Optimization of a Wastewater Treatment Facility

Project Location: DE
Client: Public Corporation – Pharmaceutical Manufacturer
Optimization of a Wastewater Treatment Facilit Project Description: A publicly traded manufacturer of pharmaceutical products had great concern over their process effluent wastewater treatment facility, after receiving increasingly frequent citations and penalties from the local POTW. Though their treatment facility was properly sized and correctly designed to treat their wastewater stream in the 1960’s, a steady increase in plant capacity and a corresponding increase in wastewater volume over time stretched the system to its limits. The wastewater facility could no longer keep up with the rest of the plant. The client increasingly experienced effluent quality upsets, resulting in increasingly frequent POTW citations and fines, amounting to several hundred thousand dollars over a period of several months. We were asked to help.

After performing a thorough review of the treatment facility’s design documents, we walked down the entire site and obtained several months of real time performance data. Thereafter we performed a chemical mass balance of their treatment process using our proprietary program pH Neutral™. We analyzed and compared what was currently required of their treatment system to what was needed when the plant was constructed in the 1960’s.

We found that as the years went by and the plant grew, so did their daily production of effluent – total effluent volume more than doubled! In addition, we found that the swing in system wastewater flow rate over short periods of time grew increasingly larger – the volume of wastewater generated by the plant could vary by more than 25%, or more, in as little as several hours.

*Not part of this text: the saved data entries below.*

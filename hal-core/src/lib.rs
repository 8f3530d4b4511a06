//! Hardware abstractions consumed by the tick scheduling code.
//!
//! The traits in this crate describe the narrow slice of the platform's
//! timekeeping hardware that tickless operation needs: a monotonic
//! [clock](time::Clock) and a per-CPU programmable [event
//! device](time::EventDevice).
#![cfg_attr(target_os = "none", no_std)]
pub mod cpu;
pub mod time;

pub use self::cpu::CpuId;
pub use self::time::{AlreadyPast, Clock, EventDevice, Instant};
//! The global tick counter ("jiffies") and its update protocol.
use crate::{loom::sync::atomic::{AtomicU64, Ordering::*}, Instant};
use core::{fmt, time::Duration};
use nohz_util::sync::SeqCount;

/// The system-wide coarse time base.
///
/// `Jiffies` counts elapsed tick periods. It is advanced by whichever CPU
/// currently holds the timekeeping duty (see [`DutyRegistry`]), and
/// opportunistically by CPUs waking from a long tickless sleep. Advancing is
/// idempotent: concurrent callers passing the same `now` only ever count each
/// elapsed period once.
///
/// All fields are grouped under a [`SeqCount`], so that readers always observe
/// a `(tick_count, last_update)` pair produced by the same update.
///
/// [`DutyRegistry`]: crate::DutyRegistry
pub struct Jiffies {
    seq: SeqCount,
    /// The number of tick periods elapsed since boot.
    ticks: AtomicU64,
    /// The instant of the last period boundary accounted in `ticks`, in
    /// nanoseconds. Zero until the first update.
    last_update: AtomicU64,
    /// The instant at which the next period begins, in nanoseconds.
    next_period: AtomicU64,
    /// The tick period, in nanoseconds.
    period: AtomicU64,
}

/// A consistent view of the time base.
#[derive(Copy, Clone, Debug, Eq, PartialEq)]
pub struct Snapshot {
    /// The tick count at `last_update`.
    pub ticks: u64,
    /// The period boundary at which `ticks` was last advanced.
    pub last_update: Instant,
    /// The start of the next tick period.
    pub next_period: Instant,
    /// The length of a tick period.
    pub period: Duration,
}

impl Jiffies {
    /// Returns a new time base with the given `period`, whose first period
    /// begins at `start`.
    ///
    /// The time base is not advanced until [`Jiffies::init_or_get_next_deadline`]
    /// seeds the last-update timestamp.
    #[must_use]
    pub fn new(period: Duration, start: Instant) -> Self {
        Self {
            seq: SeqCount::new(),
            ticks: AtomicU64::new(0),
            last_update: AtomicU64::new(0),
            next_period: AtomicU64::new(start.as_nanos()),
            period: AtomicU64::new(nanos(period).max(1)),
        }
    }

    /// Returns the current tick count.
    #[inline]
    #[must_use]
    pub fn get(&self) -> u64 {
        self.ticks.load(Acquire)
    }

    /// Returns the current tick period.
    #[must_use]
    pub fn period(&self) -> Duration {
        Duration::from_nanos(self.period.load(Acquire))
    }

    /// Returns a consistent snapshot of the time base.
    #[must_use]
    pub fn snapshot(&self) -> Snapshot {
        self.seq.read(|| Snapshot {
            ticks: self.ticks.load(Acquire),
            last_update: Instant::from_nanos(self.last_update.load(Acquire)),
            next_period: Instant::from_nanos(self.next_period.load(Acquire)),
            period: Duration::from_nanos(self.period.load(Acquire)),
        })
    }

    /// Advances the tick count by the number of whole periods that elapsed
    /// between the last update and `now`.
    ///
    /// Returns the number of ticks added, which is zero if less than one
    /// period has elapsed (including when another CPU has already accounted
    /// for them).
    pub fn advance(&self, now: Instant) -> u64 {
        let now = now.as_nanos();

        // Quick check without the write lock. A stale read only costs us the
        // locked recheck below.
        let period = self.period.load(Acquire);
        if now.saturating_sub(self.last_update.load(Acquire)) < period {
            return 0;
        }

        let _write = self.seq.write();
        let period = self.period.load(Relaxed);
        let mut last = self.last_update.load(Relaxed);
        let delta = now.saturating_sub(last);
        if delta < period {
            return 0;
        }

        let delta = delta - period;
        last += period;
        let mut ticks = 0;

        // Slow path for long sleeps: consume every elapsed period in one step.
        if delta >= period {
            ticks = delta / period;
            last += period * ticks;
        }
        ticks += 1;

        self.last_update.store(last, Release);
        let total = self.ticks.fetch_add(ticks, Release) + ticks;
        self.next_period.store(last.saturating_add(period), Release);

        tracing::trace!(ticks, jiffies = total, last_update = last, "jiffies advanced");
        ticks
    }

    /// Seeds the last-update timestamp from the next period boundary if the
    /// time base has not been started yet, and returns the last update.
    ///
    /// This is used to align a CPU's scheduling timer with the global tick
    /// phase when it switches to oneshot operation.
    pub fn init_or_get_next_deadline(&self) -> Instant {
        let _write = self.seq.write();
        let mut last = self.last_update.load(Relaxed);
        if last == 0 {
            last = self.next_period.load(Relaxed);
            self.last_update.store(last, Release);
            tracing::debug!(last_update = last, "jiffies update started");
        }
        Instant::from_nanos(last)
    }

    /// Changes the tick period.
    ///
    /// Periods already accounted are not affected; the next period boundary
    /// is recomputed from the last update. A zero period is ignored.
    pub fn set_period(&self, period: Duration) -> bool {
        let period = nanos(period);
        if period == 0 {
            return false;
        }

        let _write = self.seq.write();
        self.period.store(period, Release);
        let last = self.last_update.load(Relaxed);
        if last != 0 {
            self.next_period.store(last.saturating_add(period), Release);
        }
        tracing::debug!(period_ns = period, "tick period changed");
        true
    }
}

impl fmt::Debug for Jiffies {
    fn fmt(&self, f: &mut fmt::Formatter<'_>) -> fmt::Result {
        let Snapshot {
            ticks,
            last_update,
            next_period,
            period,
        } = self.snapshot();
        f.debug_struct("Jiffies")
            .field("ticks", &ticks)
            .field("last_update", &last_update)
            .field("next_period", &next_period)
            .field("period", &period)
            .finish()
    }
}

/// Converts a [`Duration`] to nanoseconds, saturating at `u64::MAX`.
#[inline]
pub(crate) fn nanos(duration: Duration) -> u64 {
    u64::try_from(duration.as_nanos()).unwrap_or(u64::MAX)
}

#[cfg(test)]
mod tests {
    use super::*;
    use crate::loom::{self, sync::Arc, thread};

    const PERIOD: Duration = Duration::from_millis(1);

    fn at_ms(ms: u64) -> Instant {
        Instant::from_nanos(ms * 1_000_000)
    }

    fn started() -> Jiffies {
        let jiffies = Jiffies::new(PERIOD, at_ms(10));
        assert_eq!(jiffies.init_or_get_next_deadline(), at_ms(10));
        jiffies
    }

    #[test]
    fn less_than_a_period_is_a_noop() {
        loom::model(|| {
            let jiffies = started();
            assert_eq!(jiffies.advance(at_ms(10)), 0);
            assert_eq!(jiffies.advance(at_ms(10) + Duration::from_micros(999)), 0);
            assert_eq!(jiffies.get(), 0);
        });
    }

    #[test]
    fn advances_by_whole_periods() {
        loom::model(|| {
            let jiffies = started();
            assert_eq!(jiffies.advance(at_ms(11)), 1);
            assert_eq!(jiffies.advance(at_ms(13) + Duration::from_micros(500)), 2);

            let snap = jiffies.snapshot();
            assert_eq!(snap.ticks, 3);
            assert_eq!(snap.last_update, at_ms(13));
            assert_eq!(snap.next_period, at_ms(14));

            // same `now` again: nothing left to account
            assert_eq!(jiffies.advance(at_ms(13) + Duration::from_micros(500)), 0);
        });
    }

    #[test]
    fn long_sleep_takes_the_slow_path() {
        loom::model(|| {
            let jiffies = started();
            assert_eq!(jiffies.advance(at_ms(10_010)), 10_000);
            assert_eq!(jiffies.snapshot().last_update, at_ms(10_010));
        });
    }

    #[test]
    fn init_only_seeds_once() {
        loom::model(|| {
            let jiffies = started();
            jiffies.advance(at_ms(15));
            assert_eq!(jiffies.init_or_get_next_deadline(), at_ms(15));
        });
    }

    #[test]
    fn period_change_moves_next_boundary() {
        loom::model(|| {
            let jiffies = started();
            assert!(jiffies.set_period(Duration::from_millis(4)));
            assert!(!jiffies.set_period(Duration::ZERO));
            assert_eq!(jiffies.snapshot().next_period, at_ms(14));
            assert_eq!(jiffies.advance(at_ms(17)), 1);
            assert_eq!(jiffies.advance(at_ms(18)), 1);
        });
    }

    #[test]
    fn concurrent_advances_count_each_period_once() {
        loom::model(|| {
            let jiffies = Arc::new(started());
            let threads = (0..2)
                .map(|_| {
                    let jiffies = jiffies.clone();
                    thread::spawn(move || jiffies.advance(at_ms(15)))
                })
                .collect::<Vec<_>>();

            let added: u64 = threads.into_iter().map(|t| t.join().unwrap()).sum();
            assert_eq!(added, 5);
            assert_eq!(jiffies.get(), 5);
        });
    }

    #[cfg(not(loom))]
    mod prop {
        use super::*;
        use proptest::prelude::*;

        proptest! {
            #[test]
            fn total_is_elapsed_periods(steps in proptest::collection::vec(0u64..50_000_000, 1..64)) {
                let jiffies = started();
                let start = at_ms(10).as_nanos();
                let mut now = start;
                let mut prev = 0;
                for step in steps {
                    now += step;
                    jiffies.advance(Instant::from_nanos(now));
                    let ticks = jiffies.get();
                    prop_assert!(ticks >= prev, "jiffies went backwards: {} -> {}", prev, ticks);
                    prev = ticks;
                }
                prop_assert_eq!(jiffies.get(), (now - start) / 1_000_000);
            }
        }
    }
}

With the increase in overall wastewater volume and with wide variations in flow rates over short periods of time, ensuing spikes in wastewater pH were greater than their treatment facility could handle - pH could no longer be maintained within the bounds of their permit.

We confidently advised the client that building a new effluent treatment facility was not necessary. Their problem was not one of system capacity, but rather of system control and configuration. Though the wastewater process control system was more than capable, it was unable to respond quickly enough, and the metering and injection of caustic and acid occurred too late in their treatment process to be 100% effective.

We prepared a thorough report describing each of our recommendations, the majority of which required little capital expenditure. Implementing these recommendations, the client’s POTW problem was completely solved, resulting in the cessation of system upsets, citations and fines.